Ada Konflik Kepentingan Pejabat Selama Pandemi Covid19? Siapa yang Diuntungkan?
“Besok harus berangkat ke Semarang naik pesawat ni. Tapi harus PCR dulu. Ke hotel harus PCR. Naik Pesawat harus PCR” keluhan masyarakat di saat pandemi Covid-19 mencuat. Bagaimana tidak mengeluh? di tengah kondisi ekonomi yang tidak berjalan sebagaimana mestinya kita dituntut untuk mengeluarkan biaya tes Polymerase Chain Reaction (PCR) untuk kegiatan sehari hari. Belum lagi fenomena di sekitar yang harus melihat rekan, saudara, atau sahabat kehilangan pekerjaan atau mendapat potongan gaji. Pandemi Covid-19 adalah momen dimana dana darurat di dalam rumah tangga terpakai untuk beragam hal terutama terkait dengan Kesehatan.
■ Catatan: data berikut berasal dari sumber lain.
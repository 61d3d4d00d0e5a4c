//! Channel-backed adapter for the external identity-resolution pipeline.

use crossbeam_channel::{bounded, unbounded, Receiver, Sender};
use parcel_core::{IdentityResolver, PlayerId, ResolveError};
use std::time::Duration;

/// One name lookup in flight to the backend.
#[derive(Debug)]
pub struct ResolveRequest {
    /// The display name to resolve.
    pub name: String,
    /// Where the backend sends its answer; `None` means the name is
    /// unknown. A dropped sender reads as a timeout on the caller side.
    pub reply: Sender<Option<PlayerId>>,
}

/// [`IdentityResolver`] that forwards lookups over a channel to whatever
/// backend drains the paired [`Receiver`].
///
/// The caller blocks for at most the configured timeout per lookup; a
/// slow or vanished backend surfaces as [`ResolveError::Timeout`], never
/// as a parked thread.
#[derive(Clone, Debug)]
pub struct ChannelResolver {
    requests: Sender<ResolveRequest>,
}

impl ChannelResolver {
    /// Create the resolver and the request stream a backend serves.
    pub fn new() -> (Self, Receiver<ResolveRequest>) {
        let (tx, rx) = unbounded();
        (Self { requests: tx }, rx)
    }
}

impl IdentityResolver for ChannelResolver {
    fn resolve(&self, name: &str, timeout: Duration) -> Result<PlayerId, ResolveError> {
        let (reply_tx, reply_rx) = bounded(1);
        let request = ResolveRequest {
            name: name.to_string(),
            reply: reply_tx,
        };
        if self.requests.send(request).is_err() {
            // Backend hung up; indistinguishable from never answering.
            return Err(ResolveError::Timeout);
        }
        match reply_rx.recv_timeout(timeout) {
            Ok(Some(id)) => Ok(id),
            Ok(None) => Err(ResolveError::UnknownName {
                name: name.to_string(),
            }),
            Err(_) => Err(ResolveError::Timeout),
        }
    }
}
Setelah badai pandemi mereda muncullah informasi bahwa ada beberapa pejabat terlibat dalam bisnis PCR. Dikutip dari antikorupsi.org, Koalisi Masyarakat Sipil untuk Kesehatan dan Keadilan menyebutkan bahwa perputaran uang dalam bisnis PCR mencapai Rp 23 Triliun dengan total potensi keuntungan mencapai Rp 10 Triliun. Angka yang sangat menggiurkan dan fantastis didengar masyarakat. Keterlibatan pejabat dalam bisnis PCR tentu menjadi suatu hal yang tidak mudah diterima masyarakat. Berapa banyak dana masyarakat yang dihabiskan untuk membayar tes PCR ketika ada keluarga atau sanak saudara yang terpapar Covid-19? Belum lagi kebijakan publik yang mengharuskan untuk menggunakan hasil tes PCR sebagai syarat mobilitas antar wilayah. Benarkah ini kebijakan untuk kebaikan masyarakat atau untuk mendulang keuntungan bagi segolongan orang tertentu? Atau mungkin telah terjadi konflik kepentingan selama pandemi Covid-19.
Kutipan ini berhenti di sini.